Я вел машину пять часов кряду. Это было чудесно. Они хотели остановиться пописать, размяться, пожевать гамбургеры, сделать то да се, но я не обращал на них внимания. Я просто ехал вперед. Моя нога прилипла к педали газа, пальцы легко касались баранки, спина была совершенно прямой, голова почти неподвижной, а глаза постоянно устремлены в одну точку футах в двадцати-тридцати от ветрового стекла. Мной овладел ритм движения. Это было почти как секс: продолговатая сверкающая машина мчится вперед, насилуя шоссе, и подчиняется она мне. Я получаю от этого неподдельное удовольствие. У меня даже встало на какое-то время. Ночью, когда Тимоти приволок этих потаскух, я не особо обрадовался. Нет, я не стал отказываться, но лишь потому, что от меня этого ждали, да и по своей крестьянской бережливости не хотел я пускать на ветер деньги Тимоти. Три раза я ее поимел, как она и просила: «Хочешь поработать еще разочек, милый?» Но продолжительные, непрерывные и нескончаемые толчки поршней у машины — это практически разновидность совокупления, это — экстаз. Теперь я, пожалуй, понимаю, что ощущают фанаты на мотоциклах. Вперед и вперед, все дальше и дальше. Пульсирование под тобой.

Мы поехали по шоссе номер 66 через Джолиет, через Блумингтон в сторону Спрингфилда. Движение не слишком напряженное; лишь изредка попадаются вереницы грузовиков, а так — почти никого, и только телефонные столбы один за другим проносятся мимо. Миля в минуту, триста миль за пять часов: при езде на востоке — даже для меня приличная средняя скорость. Голые, плоские поля, кое-где еще покрытые снегом. Ропот на галерке: Эли обзывает меня «чертовой рулевой машиной», а Нед ноет, чтобы я остановился. Делаю вид, что не слышу, и в конце концов они оставляют меня в покое. Тимоти большей частью спит. Я — повелитель дороги.

К полудню стало ясно, что через пару часов мы доберемся до Сент-Луиса. Мы собирались там заночевать, но теперь в этом не было никакого смысла, и когда Тимоти проснулся, он вытащил свои карты и путеводители и стал набрасывать следующий этап путешествия. У них с Эли произошла стычка из-за планов Тимоти. Я особо не прислушивался. Эли, кажется, считал, что из Чикаго мы должны были двинуть в сторону Канзас-Сити, а не на Сент-Луис. Я уже давно мог им сказать об этом, но меня не волновало, какой маршрут они выберут; как бы там ни было, особого желания проехать через родной Канзас я не испытывал. Тимоти просто не заметил, что Чикаго и Сент-Луис так близко друг от друга.

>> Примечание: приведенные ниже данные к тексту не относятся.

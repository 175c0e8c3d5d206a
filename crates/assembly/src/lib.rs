pub mod pick_place;

pub use pick_place::BoardPickPlaceGenerator;
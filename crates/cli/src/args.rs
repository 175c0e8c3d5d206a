use clap::ValueEnum;
use pnp::pcb::PcbSide;
use pnp::pick_place::PickPlaceItemKind;

/// Args decouple of CLI arg handling requirements from the internal data structures

#[derive(ValueEnum, Clone, Copy, Debug)]
#[value(rename_all = "lower")]
pub enum PcbSideArg {
    Top,
    Bottom,
}

impl From<PcbSideArg> for PcbSide {
    fn from(value: PcbSideArg) -> Self {
        match value {
            PcbSideArg::Top => Self::Top,
            PcbSideArg::Bottom => Self::Bottom,
        }
    }
}

#[derive(ValueEnum, Clone, Copy, Debug)]
#[value(rename_all = "lower")]
pub enum PickPlaceItemKindArg {
    Tht,
    Smt,
    Mixed,
    Other,
    Fiducial,
}

impl From<PickPlaceItemKindArg> for PickPlaceItemKind {
    fn from(value: PickPlaceItemKindArg) -> Self {
        match value {
            PickPlaceItemKindArg::Tht => Self::Tht,
            PickPlaceItemKindArg::Smt => Self::Smt,
            PickPlaceItemKindArg::Mixed => Self::Mixed,
            PickPlaceItemKindArg::Other => Self::Other,
            PickPlaceItemKindArg::Fiducial => Self::Fiducial,
        }
    }
}

#[cfg(test)]
mod tests {
    use rstest::rstest;
    use super::*;

    #[rstest]
    #[case("top", PcbSide::Top)]
    #[case("bottom", PcbSide::Bottom)]
    pub fn pcb_side_arg(#[case] input: &str, #[case] expected: PcbSide) {
        // given
        let arg = PcbSideArg::from_str(input, false).expect("valid side");

        // expect
        assert_eq!(PcbSide::from(arg), expected);
    }

    #[rstest]
    #[case("fiducial", PickPlaceItemKind::Fiducial)]
    #[case("mixed", PickPlaceItemKind::Mixed)]
    pub fn pick_place_item_kind_arg(#[case] input: &str, #[case] expected: PickPlaceItemKind) {
        // given
        let arg = PickPlaceItemKindArg::from_str(input, false).expect("valid kind");

        // expect
        assert_eq!(PickPlaceItemKind::from(arg), expected);
    }
}
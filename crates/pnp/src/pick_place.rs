use std::fmt::{Display, Formatter};
use std::str::FromStr;
use serde_with::{DeserializeFromStr, SerializeDisplay};
use thiserror::Error;
use crate::geometry::{Angle, Point};
use crate::pcb::PcbSide;

/// What is placed by a pick-and-place item.
#[derive(Debug, Clone, Copy, DeserializeFromStr, SerializeDisplay, PartialEq, Eq, PartialOrd, Ord, Hash)]
pub enum PickPlaceItemKind {
    Tht,
    Smt,
    Mixed,
    Other,
    Fiducial,
}

impl Display for PickPlaceItemKind {
    fn fmt(&self, f: &mut Formatter<'_>) -> std::fmt::Result {
        match self {
            Self::Tht => write!(f, "tht"),
            Self::Smt => write!(f, "smt"),
            Self::Mixed => write!(f, "mixed"),
            Self::Other => write!(f, "other"),
            Self::Fiducial => write!(f, "fiducial"),
        }
    }
}

impl FromStr for PickPlaceItemKind {
    type Err = PickPlaceItemKindError;

    fn from_str(value: &str) -> Result<Self, Self::Err> {
        match value {
            "tht" => Ok(Self::Tht),
            "smt" => Ok(Self::Smt),
            "mixed" => Ok(Self::Mixed),
            "other" => Ok(Self::Other),
            "fiducial" => Ok(Self::Fiducial),
            _ => Err(PickPlaceItemKindError::Unknown(value.to_string())),
        }
    }
}

#[derive(Error, Debug, PartialEq)]
pub enum PickPlaceItemKindError {
    #[error("Unknown pick-and-place item kind. value: '{0:}'")]
    Unknown(String),
}

/// A single placement instruction, either for a mounted device or for one of its fiducials.
///
/// See `Point` and `Angle` for details of the co-ordinate system.
#[derive(Debug, Clone, PartialEq, Eq, serde::Serialize, serde::Deserialize)]
pub struct PickPlaceDataItem {
    pub designator: String,
    pub value: String,
    pub device_name: String,
    pub package_name: String,
    pub position: Point,
    pub rotation: Angle,
    pub board_side: PcbSide,
    pub kind: PickPlaceItemKind,
}

impl PickPlaceDataItem {
    #[allow(clippy::too_many_arguments)]
    pub fn new(
        designator: String,
        value: String,
        device_name: String,
        package_name: String,
        position: Point,
        rotation: Angle,
        board_side: PcbSide,
        kind: PickPlaceItemKind,
    ) -> Self {
        Self {
            designator,
            value,
            device_name,
            package_name,
            position,
            rotation,
            board_side,
            kind,
        }
    }

    pub fn set_designator(&mut self, designator: String) {
        self.designator = designator;
    }
}

/// The pick-and-place items of one board, in board order.
#[derive(Debug, Clone, PartialEq, Eq, serde::Serialize, serde::Deserialize)]
pub struct PickPlaceData {
    project_name: String,
    project_version: String,
    board_name: String,
    items: Vec<PickPlaceDataItem>,
}

impl PickPlaceData {
    pub fn new(project_name: String, project_version: String, board_name: String) -> Self {
        Self {
            project_name,
            project_version,
            board_name,
            items: vec![],
        }
    }

    pub fn project_name(&self) -> &str {
        &self.project_name
    }

    pub fn project_version(&self) -> &str {
        &self.project_version
    }

    pub fn board_name(&self) -> &str {
        &self.board_name
    }

    pub fn items(&self) -> &[PickPlaceDataItem] {
        &self.items
    }

    pub fn len(&self) -> usize {
        self.items.len()
    }

    pub fn is_empty(&self) -> bool {
        self.items.is_empty()
    }

    pub fn add_item(&mut self, item: PickPlaceDataItem) {
        self.items.push(item);
    }

    pub fn items_on_side(&self, side: PcbSide) -> impl Iterator<Item = &PickPlaceDataItem> {
        self.items.iter().filter(move |item| item.board_side == side)
    }

    /// Designators used by more than one item, in order of first occurrence.
    pub fn duplicate_designators(&self) -> Vec<&str> {
        let mut duplicates: Vec<&str> = vec![];
        for (index, item) in self.items.iter().enumerate() {
            let designator = item.designator.as_str();
            if duplicates.contains(&designator) {
                continue;
            }
            let seen_later = self.items[index + 1..].iter().any(|other| other.designator == designator);
            if seen_later {
                duplicates.push(designator);
            }
        }

        duplicates
    }
}

#[cfg(test)]
mod tests {
    use rstest::rstest;
    use rust_decimal_macros::dec;
    use super::*;

    fn build_item(designator: &str, side: PcbSide, kind: PickPlaceItemKind) -> PickPlaceDataItem {
        PickPlaceDataItem::new(
            designator.to_string(),
            "".to_string(),
            "".to_string(),
            "".to_string(),
            Point::new(dec!(1), dec!(2)),
            Angle::from_deg(dec!(0)),
            side,
            kind,
        )
    }

    #[rstest]
    #[case("tht", Ok(PickPlaceItemKind::Tht))]
    #[case("fiducial", Ok(PickPlaceItemKind::Fiducial))]
    #[case("none", Err(PickPlaceItemKindError::Unknown("none".to_string())))]
    pub fn kind_from_str(#[case] input: &str, #[case] expected_result: Result<PickPlaceItemKind, PickPlaceItemKindError>) {
        // expect
        assert_eq!(PickPlaceItemKind::from_str(input), expected_result);
    }

    #[test]
    pub fn items_keep_insertion_order() {
        // given
        let mut data = PickPlaceData::new("Project".to_string(), "v1".to_string(), "default".to_string());

        // when
        data.add_item(build_item("U2", PcbSide::Top, PickPlaceItemKind::Smt));
        data.add_item(build_item("U1", PcbSide::Bottom, PickPlaceItemKind::Tht));

        // then
        let designators: Vec<&str> = data.items().iter().map(|item| item.designator.as_str()).collect();
        assert_eq!(designators, vec!["U2", "U1"]);
        assert_eq!(data.len(), 2);
    }

    #[test]
    pub fn items_on_side() {
        // given
        let mut data = PickPlaceData::new("Project".to_string(), "v1".to_string(), "default".to_string());
        data.add_item(build_item("FID1", PcbSide::Top, PickPlaceItemKind::Fiducial));
        data.add_item(build_item("J1", PcbSide::Bottom, PickPlaceItemKind::Tht));
        data.add_item(build_item("R1", PcbSide::Top, PickPlaceItemKind::Smt));

        // when
        let result: Vec<&str> = data.items_on_side(PcbSide::Top).map(|item| item.designator.as_str()).collect();

        // then
        assert_eq!(result, vec!["FID1", "R1"]);
    }

    #[test]
    pub fn duplicate_designators() {
        // given
        let mut data = PickPlaceData::new("Project".to_string(), "v1".to_string(), "default".to_string());
        data.add_item(build_item("U1", PcbSide::Top, PickPlaceItemKind::Fiducial));
        data.add_item(build_item("U1", PcbSide::Top, PickPlaceItemKind::Smt));
        data.add_item(build_item("R1", PcbSide::Top, PickPlaceItemKind::Smt));
        data.add_item(build_item("U1", PcbSide::Bottom, PickPlaceItemKind::Other));

        // when
        let result = data.duplicate_designators();

        // then
        assert_eq!(result, vec!["U1"]);
    }

    #[test]
    pub fn serialize_kind_as_token() {
        // given
        let item = build_item("R1", PcbSide::Bottom, PickPlaceItemKind::Mixed);

        // when
        let value = serde_json::to_value(&item).expect("serializable");

        // then
        assert_eq!(value["kind"], "mixed");
        assert_eq!(value["board_side"], "bottom");
    }
}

Отключившись от их перебранки, я немного подумал над тем, что сказал мне Эли вчера вечером, когда мы обозревали достопримечательности Чикаго. На мой взгляд, мы передвигались недостаточно быстро, и я попробовал их немного подогнать, на что Эли заметил:

— Ты прямо заглатываешь этот город. Как какой-нибудь турист в Париже.

— Я первый раз в Чикаго, — ответил я. — И хочу увидеть как можно больше.

— Понятно, это неплохо, — откликнулся он.

Но мне захотелось узнать, почему его так удивило, что меня интересуют незнакомые города. Эли смешался, и мне показалось, он хочет сменить тему разговора. Но я не отставал. В конце концов он объяснил со смешком, которым обычно показывал, что собирается сказать что-то обидное, но это не стоит воспринимать всерьез:

— Просто я хотел понять, почему человек, на вид такой нормальный, благополучный, так интересуется достопримечательностями.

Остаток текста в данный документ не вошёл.